**Excerpts from a dataset**
────────────────
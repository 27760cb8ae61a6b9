// SPDX-License-Identifier: BSD-3-Clause
// Copyright 2025. Triad National Security, LLC.

//! The public operation surface and its translation onto bus calls.
//!
//! Each operation declares the bus interface and method it maps to, plus a
//! schema check that rewrites the JSON request payload into the bus
//! parameter map. Streaming operations open a bus subscription instead of a
//! call.

use serde_json::{json, Value};

use crate::error::IpcErrorCode;

pub struct OpDesc {
    pub operation: &'static str,
    pub interface: &'static str,
    pub method: &'static str,
    pub streaming: bool,
    pub build_params: fn(&Value) -> Result<Value, IpcErrorCode>,
}

pub const OPERATIONS: &[OpDesc] = &[
    OpDesc {
        operation: "aws.greengrass#PublishToTopic",
        interface: "pubsub",
        method: "publish",
        streaming: false,
        build_params: publish_to_topic,
    },
    OpDesc {
        operation: "aws.greengrass#SubscribeToTopic",
        interface: "pubsub",
        method: "subscribe",
        streaming: true,
        build_params: subscribe_to_topic,
    },
    OpDesc {
        operation: "aws.greengrass#PublishToIoTCore",
        interface: "aws_iot_mqtt",
        method: "publish",
        streaming: false,
        build_params: publish_to_iot_core,
    },
    OpDesc {
        operation: "aws.greengrass#SubscribeToIoTCore",
        interface: "aws_iot_mqtt",
        method: "subscribe",
        streaming: true,
        build_params: subscribe_to_iot_core,
    },
    OpDesc {
        operation: "aws.greengrass#GetConfiguration",
        interface: "gg_config",
        method: "read",
        streaming: false,
        build_params: get_configuration,
    },
    OpDesc {
        operation: "aws.greengrass#UpdateConfiguration",
        interface: "gg_config",
        method: "write",
        streaming: false,
        build_params: update_configuration,
    },
    OpDesc {
        operation: "aws.greengrass.private#GetSystemConfig",
        interface: "gg_config",
        method: "read",
        streaming: false,
        build_params: get_system_config,
    },
];

pub fn find(operation: &[u8]) -> Option<&'static OpDesc> {
    OPERATIONS
        .iter()
        .find(|op| op.operation.as_bytes() == operation)
}

fn required_str<'v>(payload: &'v Value, key: &str) -> Result<&'v str, IpcErrorCode> {
    payload
        .get(key)
        .and_then(Value::as_str)
        .ok_or(IpcErrorCode::InvalidArgumentsError)
}

fn optional_str<'v>(payload: &'v Value, key: &str) -> &'v str {
    payload.get(key).and_then(Value::as_str).unwrap_or("")
}

fn qos(payload: &Value) -> Result<i64, IpcErrorCode> {
    let qos = match payload.get("qos") {
        None | Some(Value::Null) => 0,
        Some(Value::String(s)) => s
            .parse()
            .map_err(|_| IpcErrorCode::InvalidArgumentsError)?,
        Some(v) => v.as_i64().ok_or(IpcErrorCode::InvalidArgumentsError)?,
    };
    if !(0..=2).contains(&qos) {
        return Err(IpcErrorCode::InvalidArgumentsError);
    }
    Ok(qos)
}

fn key_path(payload: &Value) -> Result<Vec<&str>, IpcErrorCode> {
    let entries = payload
        .get("keyPath")
        .and_then(Value::as_array)
        .ok_or(IpcErrorCode::InvalidArgumentsError)?;
    entries
        .iter()
        .map(|v| v.as_str().ok_or(IpcErrorCode::InvalidArgumentsError))
        .collect()
}

fn publish_to_topic(payload: &Value) -> Result<Value, IpcErrorCode> {
    let topic = required_str(payload, "topic")?;
    Ok(json!({
        "topic": topic,
        "payload": optional_str(payload, "payload"),
    }))
}

fn subscribe_to_topic(payload: &Value) -> Result<Value, IpcErrorCode> {
    let topic = required_str(payload, "topic")?;
    Ok(json!({ "topic_filter": topic }))
}

fn publish_to_iot_core(payload: &Value) -> Result<Value, IpcErrorCode> {
    let topic = required_str(payload, "topicName")?;
    Ok(json!({
        "topic": topic,
        "payload": optional_str(payload, "payload"),
        "qos": qos(payload)?,
    }))
}

fn subscribe_to_iot_core(payload: &Value) -> Result<Value, IpcErrorCode> {
    let topic = required_str(payload, "topicName")?;
    Ok(json!({
        "topic_filter": topic,
        "qos": qos(payload)?,
    }))
}

fn get_configuration(payload: &Value) -> Result<Value, IpcErrorCode> {
    let path = key_path(payload)?;
    let mut params = json!({ "key_path": path });
    if let Some(component) = payload.get("componentName").and_then(Value::as_str) {
        params["component_name"] = Value::from(component);
    }
    Ok(params)
}

fn update_configuration(payload: &Value) -> Result<Value, IpcErrorCode> {
    let path = key_path(payload)?;
    let value = payload
        .get("valueToMerge")
        .ok_or(IpcErrorCode::InvalidArgumentsError)?;
    let timestamp = match payload.get("timestamp") {
        None => return Err(IpcErrorCode::InvalidArgumentsError),
        Some(v) => v
            .as_i64()
            .or_else(|| v.as_f64().map(|f| f as i64))
            .ok_or(IpcErrorCode::InvalidArgumentsError)?,
    };
    Ok(json!({
        "key_path": path,
        "value": value,
        "timestamp": timestamp,
    }))
}

fn get_system_config(payload: &Value) -> Result<Value, IpcErrorCode> {
    let key = required_str(payload, "key")?;
    Ok(json!({ "key_path": ["system", key] }))
}
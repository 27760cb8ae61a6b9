// SPDX-License-Identifier: BSD-3-Clause
// Copyright 2025. Triad National Security, LLC.

//! GG-IPC: the authenticated, event-stream-framed RPC endpoint exposed to
//! unprivileged component processes, and its translation onto the bus.

pub mod auth;
pub mod client;
pub mod error;
pub mod eventstream;
pub mod gateway;
pub mod json;
pub mod operations;

/// Socket file name of the gateway, under the runtime socket directory.
pub const GG_IPC_SOCKET_NAME: &str = "gg-ipc.socket";

/// Environment variable through which components receive the gateway
/// socket path.
pub const SOCKET_PATH_ENV: &str = "AWS_GG_NUCLEUS_DOMAIN_SOCKET_FILEPATH_FOR_COMPONENT";

/// Environment variable through which components receive their SVCUID.
pub const SVCUID_ENV: &str = "SVCUID";
// src/progress.rs

use std::sync::Arc;
use std::sync::atomic::{AtomicU64, Ordering};

use indicatif::{ProgressBar, ProgressStyle};

const BAR_TEMPLATE: &str =
    "{msg:.cyan} [{bar:40.cyan/blue}] {bytes}/{total_bytes} ({bytes_per_sec}, {eta})";
const SPINNER_TEMPLATE: &str = "{spinner} {msg:.cyan} {bytes} ({bytes_per_sec})";

/// Eventos emitidos durante extração e download, para quem não usa o terminal.
#[derive(Debug, Clone, PartialEq)]
pub enum ProgressEvent {
    Phase(String),
    Bytes { done: u64, total: Option<u64> },
}

pub type ProgressCallback = Arc<dyn Fn(&ProgressEvent) + Send + Sync>;

// Contador compartilhado entre os workers de chunk + barra do indicatif
pub struct Progress {
    downloaded: AtomicU64,
    total: AtomicU64,
    bar: ProgressBar,
    callback: Option<ProgressCallback>,
}

impl Progress {
    pub fn new(bar: ProgressBar, callback: Option<ProgressCallback>) -> Self {
        Self {
            downloaded: AtomicU64::new(0),
            total: AtomicU64::new(0),
            bar,
            callback,
        }
    }

    #[cfg(test)]
    pub fn hidden() -> Self {
        Self::new(ProgressBar::hidden(), None)
    }

    fn emit(&self, event: ProgressEvent) {
        if let Some(cb) = &self.callback {
            cb(&event);
        }
    }

    pub fn phase(&self, message: impl Into<String>) {
        let message = message.into();
        self.bar.set_message(message.clone());
        self.emit(ProgressEvent::Phase(message));
    }

    /// Zera o contador. `None` deixa a barra sem limite (spinner).
    pub fn start(&self, total: Option<u64>) {
        self.downloaded.store(0, Ordering::SeqCst);
        self.total.store(total.unwrap_or(0), Ordering::SeqCst);
        self.bar.set_position(0);
        match total {
            Some(total) => {
                self.bar.set_style(
                    ProgressStyle::with_template(BAR_TEMPLATE)
                        .unwrap_or_else(|_| ProgressStyle::default_bar())
                        .progress_chars("=> "),
                );
                self.bar.set_length(total);
            }
            None => {
                self.bar.set_style(
                    ProgressStyle::with_template(SPINNER_TEMPLATE)
                        .unwrap_or_else(|_| ProgressStyle::default_spinner()),
                );
            }
        }
    }

    pub fn advance(&self, bytes: u64) {
        let done = self.downloaded.fetch_add(bytes, Ordering::Relaxed) + bytes;
        self.bar.set_position(done);
        let total = match self.total.load(Ordering::Relaxed) {
            0 => None,
            t => Some(t),
        };
        self.emit(ProgressEvent::Bytes { done, total });
    }

    pub fn downloaded(&self) -> u64 {
        self.downloaded.load(Ordering::SeqCst)
    }

    pub fn finish(&self, message: impl Into<String>) {
        self.bar.finish_with_message(message.into());
    }

    pub fn abandon(&self, message: impl Into<String>) {
        self.bar.abandon_with_message(message.into());
    }
}

#[cfg(test)]
mod tests {
    use super::*;
    use std::sync::Mutex;

    #[test]
    fn advance_accumulates_and_reports() {
        let events = Arc::new(Mutex::new(Vec::new()));
        let sink = events.clone();
        let progress = Progress::new(
            ProgressBar::hidden(),
            Some(Arc::new(move |e: &ProgressEvent| {
                sink.lock().unwrap().push(e.clone());
            })),
        );

        progress.phase("downloading");
        progress.start(Some(10));
        progress.advance(4);
        progress.advance(6);

        assert_eq!(progress.downloaded(), 10);
        let events = events.lock().unwrap();
        assert_eq!(events[0], ProgressEvent::Phase("downloading".to_string()));
        assert_eq!(
            events.last(),
            Some(&ProgressEvent::Bytes { done: 10, total: Some(10) })
        );
    }

    #[test]
    fn start_resets_counter() {
        let progress = Progress::hidden();
        progress.start(None);
        progress.advance(100);
        progress.start(Some(50));
        assert_eq!(progress.downloaded(), 0);
    }
}
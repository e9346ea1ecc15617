// src/decoder.rs
//
// Primitivas de decodificação usadas pelos esquemas de ofuscação dos hosts
// de vídeo, e os próprios esquemas como composições dessas primitivas.

use base64::Engine as _;
use base64::alphabet;
use base64::engine::{DecodePaddingMode, GeneralPurpose, GeneralPurposeConfig};
use serde_json::Value;

use crate::error::DecodeError;

/// Marcadores inseridos entre os caracteres do payload para quebrar o base64.
pub const MARKERS: &[&str] = &["@$", "^^", "~@", "%?", "*~", "!!", "#&"];

/// Deslocamento usado pelos esquemas que "empurram" os code points.
pub const SHIFT_OFFSET: u32 = 3;

const LENIENT_B64: GeneralPurpose = GeneralPurpose::new(
    &alphabet::STANDARD,
    GeneralPurposeConfig::new()
        .with_decode_allow_trailing_bits(true)
        .with_decode_padding_mode(DecodePaddingMode::Indifferent),
);

/// ROT13 sobre letras ASCII; todo o resto passa intacto.
pub fn rot13(text: &str) -> String {
    text.chars()
        .map(|c| match c {
            'A'..='Z' => (((c as u8 - b'A' + 13) % 26) + b'A') as char,
            'a'..='z' => (((c as u8 - b'a' + 13) % 26) + b'a') as char,
            _ => c,
        })
        .collect()
}

pub fn strip_markers(text: &str) -> String {
    MARKERS
        .iter()
        .fold(text.to_string(), |acc, marker| acc.replace(marker, ""))
}

/// Completa o `=` que falta e decodifica. Alfabeto inválido continua sendo erro.
pub fn decode_base64_with_repair(input: &str) -> Result<Vec<u8>, DecodeError> {
    let mut padded = input.trim().to_string();
    let missing = padded.len() % 4;
    if missing != 0 {
        padded.extend(std::iter::repeat_n('=', 4 - missing));
    }
    Ok(LENIENT_B64.decode(padded.as_bytes())?)
}

pub fn decode_base64_text(input: &str) -> Result<String, DecodeError> {
    Ok(String::from_utf8(decode_base64_with_repair(input)?)?)
}

fn decode_base64_text_lossy(input: &str) -> Result<String, DecodeError> {
    let bytes = decode_base64_with_repair(input)?;
    Ok(String::from_utf8_lossy(&bytes).into_owned())
}

/// Desfaz o deslocamento: subtrai `offset` de cada code point.
pub fn shift_down(text: &str, offset: u32) -> Result<String, DecodeError> {
    text.chars()
        .map(|ch| {
            (ch as u32)
                .checked_sub(offset)
                .and_then(char::from_u32)
                .ok_or(DecodeError::ShiftOutOfRange { ch, offset })
        })
        .collect()
}

pub fn reverse(text: &str) -> String {
    text.chars().rev().collect()
}

/// Resultado final de um esquema: um objeto JSON ou texto livre para busca por regex.
#[derive(Debug, Clone, PartialEq)]
pub enum Decoded {
    Json(serde_json::Map<String, Value>),
    Text(String),
}

impl Decoded {
    fn from_text(text: String) -> Self {
        match serde_json::from_str::<Value>(&text) {
            Ok(Value::Object(map)) => Decoded::Json(map),
            _ => Decoded::Text(text),
        }
    }
}

/// Esquemas de ofuscação conhecidos.
#[derive(Debug, Clone, Copy, PartialEq, Eq)]
pub enum Scheme {
    /// Blob base64 atribuído a `a168c`: limpa, decodifica, inverte.
    SchemeA,
    /// Atributo `MKGMa`: rot13, remove `_`, base64, shift, inverte, base64.
    SchemeB,
    /// Array JSON de um elemento em `<script type="application/json">`.
    SchemeJson,
}

impl Scheme {
    pub fn name(self) -> &'static str {
        match self {
            Scheme::SchemeA => "scheme-a",
            Scheme::SchemeB => "scheme-b",
            Scheme::SchemeJson => "scheme-json",
        }
    }

    pub fn decode(self, raw: &str) -> Result<Decoded, DecodeError> {
        let text = match self {
            Scheme::SchemeA => {
                let cleaned = raw.replace('\\', "");
                reverse(&decode_base64_text(&cleaned)?)
            }
            Scheme::SchemeB => {
                let step = rot13(raw).replace('_', "");
                let step = decode_base64_text(&step)?;
                let step = shift_down(&step, SHIFT_OFFSET)?;
                decode_base64_text(&reverse(&step))?
            }
            Scheme::SchemeJson => {
                let obfuscated = match serde_json::from_str::<Value>(raw.trim())? {
                    Value::Array(items) => match items.into_iter().next() {
                        Some(Value::String(s)) => s,
                        _ => return Err(DecodeError::Shape),
                    },
                    _ => return Err(DecodeError::Shape),
                };
                let step = strip_markers(&rot13(&obfuscated));
                let step = decode_base64_text_lossy(&step)?;
                let step = shift_down(&step, SHIFT_OFFSET)?;
                decode_base64_text_lossy(&reverse(&step))?
            }
        };
        Ok(Decoded::from_text(text))
    }
}
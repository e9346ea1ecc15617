use std::path::{Path, PathBuf};
use std::sync::Arc;

use anyhow::{Context, Result, anyhow};
use clap::{Parser, Subcommand};
use tracing::{debug, info, warn};
use tracing_subscriber::EnvFilter;

mod bait;
mod decoder;
mod downloader;
mod error;
mod extractor;
mod fallback;
mod grabber;
mod http;
mod page;
mod progress;
mod settings;
mod strategies;
mod ui;
mod utils;

use fallback::YtDlpFetcher;
use grabber::{DownloadOutcome, Grabber};
use progress::ProgressEvent;
use settings::Settings;

#[derive(Parser)]
#[command(name = "anigrab", version, about = "Extrai e baixa vídeos de páginas de players embutidos")]
struct Cli {
    #[command(subcommand)]
    command: Option<Commands>,

    /// Page URLs to extract and download
    urls: Vec<String>,

    /// File with one URL per line (blank lines and `#` comments are skipped)
    #[arg(short, long)]
    list: Option<PathBuf>,

    /// Number of URLs downloaded at the same time
    #[arg(short, long)]
    workers: Option<usize>,

    /// Output directory
    #[arg(short, long)]
    output: Option<PathBuf>,

    /// Maximum number of parallel chunk workers per file
    #[arg(long)]
    max_workers: Option<usize>,

    /// Maximum redirect/iframe hops per URL
    #[arg(long)]
    max_hops: Option<usize>,

    /// Overwrite existing files without asking
    #[arg(long)]
    overwrite: bool,

    /// Verbose logging
    #[arg(short, long)]
    verbose: bool,
}

#[derive(Subcommand)]
enum Commands {
    /// Print the effective settings
    Settings,

    /// Save the effective settings to the config file
    SaveSettings,
}

#[tokio::main]
async fn main() -> Result<()> {
    let cli = Cli::parse();
    init_logging(cli.verbose);

    let settings = effective_settings(&cli);

    match &cli.command {
        Some(Commands::Settings) => {
            let json = serde_json::to_string_pretty(&settings)
                .context("Falha ao serializar configurações")?;
            println!("{}", json);
            return Ok(());
        }
        Some(Commands::SaveSettings) => {
            let path = settings.save()?;
            println!("Settings saved to {}", path.display());
            return Ok(());
        }
        None => {}
    }

    check_dependencies();

    let from_list = cli.list.is_some();
    let mut urls = cli.urls.clone();
    if let Some(list) = &cli.list {
        urls.extend(read_url_list(list)?);
    }
    if urls.is_empty() {
        let url = ui::prompt_input("Enter the page URL")?;
        if url.is_empty() {
            return Err(anyhow!("No URL given"));
        }
        urls.push(url);
    }

    // Confirmação interativa só faz sentido com uma única URL
    let interactive = urls.len() == 1 && !from_list;
    let download_folder = settings.download_folder.clone();
    let grabber =
        Grabber::new(settings, interactive)?.with_progress_callback(Arc::new(log_phase));

    info!(count = urls.len(), "starting");
    let outcomes = grabber.grab_all(&urls).await;

    if from_list {
        match utils::remove_part_files(&download_folder) {
            Ok(0) => {}
            Ok(n) => info!(removed = n, "removed leftover .part files"),
            Err(e) => warn!(error = %e, "failed to clean up .part files"),
        }
    }

    let failed = print_summary(&outcomes);
    if failed > 0 {
        return Err(anyhow!("{} of {} downloads failed", failed, outcomes.len()));
    }
    Ok(())
}

// Fases de cada download vão para o log; os bytes já aparecem na barra
fn log_phase(event: &ProgressEvent) {
    if let ProgressEvent::Phase(phase) = event {
        debug!(phase = %phase, "progress");
    }
}

fn init_logging(verbose: bool) {
    let default = if verbose { "debug" } else { "info" };
    let filter = EnvFilter::try_from_default_env().unwrap_or_else(|_| EnvFilter::new(default));
    tracing_subscriber::fmt()
        .with_env_filter(filter)
        .with_target(false)
        .init();
}

// Arquivo de configuração + sobrescritas da linha de comando
fn effective_settings(cli: &Cli) -> Settings {
    let mut settings = Settings::load().unwrap_or_else(|e| {
        warn!(error = %e, "could not load settings, using defaults");
        Settings::default()
    });

    if let Some(workers) = cli.workers {
        settings.max_concurrent_downloads = workers.max(1);
    }
    if let Some(output) = &cli.output {
        settings.download_folder = output.clone();
    }
    if let Some(max_workers) = cli.max_workers {
        settings.max_workers = max_workers.max(1);
    }
    if let Some(max_hops) = cli.max_hops {
        settings.max_hops = max_hops;
    }
    if cli.overwrite {
        settings.overwrite = true;
    }
    settings
}

// Uma URL por linha; ignora linhas vazias e comentários
fn read_url_list(path: &Path) -> Result<Vec<String>> {
    let contents = std::fs::read_to_string(path)
        .with_context(|| format!("Falha ao ler lista de URLs: {}", path.display()))?;
    Ok(parse_url_list(&contents))
}

fn parse_url_list(contents: &str) -> Vec<String> {
    contents
        .lines()
        .map(str::trim)
        .filter(|line| !line.is_empty() && !line.starts_with('#'))
        .map(str::to_string)
        .collect()
}

fn print_summary(outcomes: &[DownloadOutcome]) -> usize {
    let succeeded = outcomes.iter().filter(|o| o.success).count();
    let failed = outcomes.len() - succeeded;

    println!();
    println!("Summary: {} succeeded, {} failed", succeeded, failed);
    for outcome in outcomes {
        match (&outcome.path, &outcome.reason) {
            (Some(path), None) => println!("  [ok]   {} -> {}", outcome.target, path.display()),
            (Some(path), Some(note)) => {
                println!("  [ok]   {} -> {} ({})", outcome.target, path.display(), note)
            }
            (None, reason) => println!(
                "  [fail] {}: {}",
                outcome.target,
                reason.as_deref().unwrap_or("unknown error")
            ),
        }
    }
    failed
}

fn check_dependencies() {
    if !YtDlpFetcher::default().is_available() {
        warn!("yt-dlp is not installed; HLS streams and fallback downloads will fail");
    }
}

#[cfg(test)]
mod tests {
    use super::*;

    #[test]
    fn url_list_skips_blank_and_comment_lines() {
        let contents = "\n# season 1\nhttps://site.example/e/1\n   \n  https://site.example/e/2  \n#https://site.example/e/3\n";
        assert_eq!(
            parse_url_list(contents),
            vec!["https://site.example/e/1", "https://site.example/e/2"]
        );
    }

    #[test]
    fn cli_overrides() {
        let cli = Cli::parse_from([
            "anigrab",
            "-w",
            "2",
            "--max-workers",
            "8",
            "--overwrite",
            "-o",
            "/tmp/out",
            "https://site.example/e/1",
        ]);
        assert_eq!(cli.urls, vec!["https://site.example/e/1"]);

        let settings = effective_settings(&cli);
        assert_eq!(settings.max_concurrent_downloads, 2);
        assert_eq!(settings.max_workers, 8);
        assert!(settings.overwrite);
        assert_eq!(settings.download_folder, PathBuf::from("/tmp/out"));
    }

    #[test]
    fn summary_counts_failures() {
        let outcomes = vec![
            DownloadOutcome {
                target: "a".to_string(),
                success: true,
                path: Some(PathBuf::from("a_SS.mp4")),
                reason: None,
            },
            DownloadOutcome {
                target: "b".to_string(),
                success: false,
                path: None,
                reason: Some("no media source found in b".to_string()),
            },
        ];
        assert_eq!(print_summary(&outcomes), 1);
    }
}
use std::path::Path;
use std::process::Command;
use std::sync::LazyLock;
use std::time::{SystemTime, UNIX_EPOCH};

use anyhow::{Context, Result};
use regex::Regex;
use url::Url;

static UNSAFE_CHARS: LazyLock<Regex> = LazyLock::new(|| Regex::new(r#"[\\/*?:"<>|]"#).unwrap());

// Função para limpar um título e usá-lo como nome de arquivo
pub fn sanitize_title(title: &str) -> String {
    let cleaned = UNSAFE_CHARS.replace_all(title.trim(), "_");
    cleaned.replace(' ', "_")
}

// Função para montar o nome final: `{base}_SS.{ext}`, com mp4 como padrão
pub fn output_filename(name: &str) -> String {
    let (base, ext) = split_extension(name);
    format!("{}_SS.{}", base, ext.unwrap_or("mp4"))
}

// Só conta como extensão um sufixo curto, alfanumérico e com alguma letra ("Vol.2" não tem extensão)
fn split_extension(name: &str) -> (&str, Option<&str>) {
    match name.rfind('.') {
        Some(pos) if pos > 0 => {
            let ext = &name[pos + 1..];
            if (1..=4).contains(&ext.len())
                && ext.chars().all(|c| c.is_ascii_alphanumeric())
                && ext.chars().any(|c| c.is_ascii_alphabetic())
            {
                (&name[..pos], Some(ext))
            } else {
                (name, None)
            }
        }
        _ => (name, None),
    }
}

// Função para obter o nome do arquivo a partir de uma URL
pub fn get_filename_from_url(url: &str) -> Option<String> {
    let parsed = Url::parse(url).ok()?;
    let segment = parsed.path_segments()?.filter(|s| !s.is_empty()).last()?;
    let decoded = urlencoding::decode(segment)
        .map(|s| s.into_owned())
        .unwrap_or_else(|_| segment.to_string());
    Some(decoded)
}

// Nome usado quando a página não tem título
pub fn fallback_name(page_url: &str) -> String {
    get_filename_from_url(page_url)
        .map(|name| sanitize_title(&name))
        .unwrap_or_else(|| format!("download_{}", current_timestamp()))
}

// Obtém o timestamp atual em segundos
pub fn current_timestamp() -> u64 {
    SystemTime::now()
        .duration_since(UNIX_EPOCH)
        .map(|d| d.as_secs())
        .unwrap_or(0)
}

// `scheme://host[:port]` de uma URL absoluta
pub fn origin_of(url: &str) -> Option<String> {
    let parsed = Url::parse(url).ok()?;
    let host = parsed.host_str()?;
    Some(match parsed.port() {
        Some(port) => format!("{}://{}:{}", parsed.scheme(), host, port),
        None => format!("{}://{}", parsed.scheme(), host),
    })
}

// Resolve alvos de redirect/iframe: `//host/x` vira https, caminhos relativos
// são colados na origem da página original
pub fn resolve_against_origin(base: &str, target: &str) -> String {
    let target = target.trim();
    if target.starts_with("//") {
        return format!("https:{}", target);
    }
    if target.starts_with("http://") || target.starts_with("https://") {
        return target.to_string();
    }
    match origin_of(base) {
        Some(origin) if target.starts_with('/') => format!("{}{}", origin, target),
        Some(origin) => format!("{}/{}", origin, target),
        None => target.to_string(),
    }
}

// Função para verificar se um programa está instalado
pub fn is_program_installed(program: &str) -> bool {
    Command::new("which")
        .arg(program)
        .output()
        .map(|output| output.status.success())
        .unwrap_or(false)
}

// Função para criar um diretório se não existir
pub fn ensure_directory(path: &Path) -> Result<()> {
    if !path.exists() {
        std::fs::create_dir_all(path)
            .with_context(|| format!("Falha ao criar diretório: {}", path.display()))?;
    }
    Ok(())
}

// Remove arquivos `.part` deixados pelo fetcher externo
pub fn remove_part_files(dir: &Path) -> Result<usize> {
    let mut removed = 0;
    for entry in std::fs::read_dir(dir)
        .with_context(|| format!("Falha ao listar diretório: {}", dir.display()))?
    {
        let path = entry?.path();
        if path.is_file() && path.extension().is_some_and(|ext| ext == "part") {
            std::fs::remove_file(&path)
                .with_context(|| format!("Falha ao remover {}", path.display()))?;
            removed += 1;
        }
    }
    Ok(removed)
}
────────────────
**TASK DESCRIPTION**
From the records above, reproduce exactly the lines from the one with "os code points." to the one with "continua sendo erro.", both included, and no others.

**SOLUTION**
/// Deslocamento usado pelos esquemas que "empurram" os code points.
pub const SHIFT_OFFSET: u32 = 3;

const LENIENT_B64: GeneralPurpose = GeneralPurpose::new(
    &alphabet::STANDARD,
    GeneralPurposeConfig::new()
        .with_decode_allow_trailing_bits(true)
        .with_decode_padding_mode(DecodePaddingMode::Indifferent),
);

/// ROT13 sobre letras ASCII; todo o resto passa intacto.
pub fn rot13(text: &str) -> String {
    text.chars()
        .map(|c| match c {
            'A'..='Z' => (((c as u8 - b'A' + 13) % 26) + b'A') as char,
            'a'..='z' => (((c as u8 - b'a' + 13) % 26) + b'a') as char,
            _ => c,
        })
        .collect()
}

pub fn strip_markers(text: &str) -> String {
    MARKERS
        .iter()
        .fold(text.to_string(), |acc, marker| acc.replace(marker, ""))
}

/// Completa o `=` que falta e decodifica. Alfabeto inválido continua sendo erro.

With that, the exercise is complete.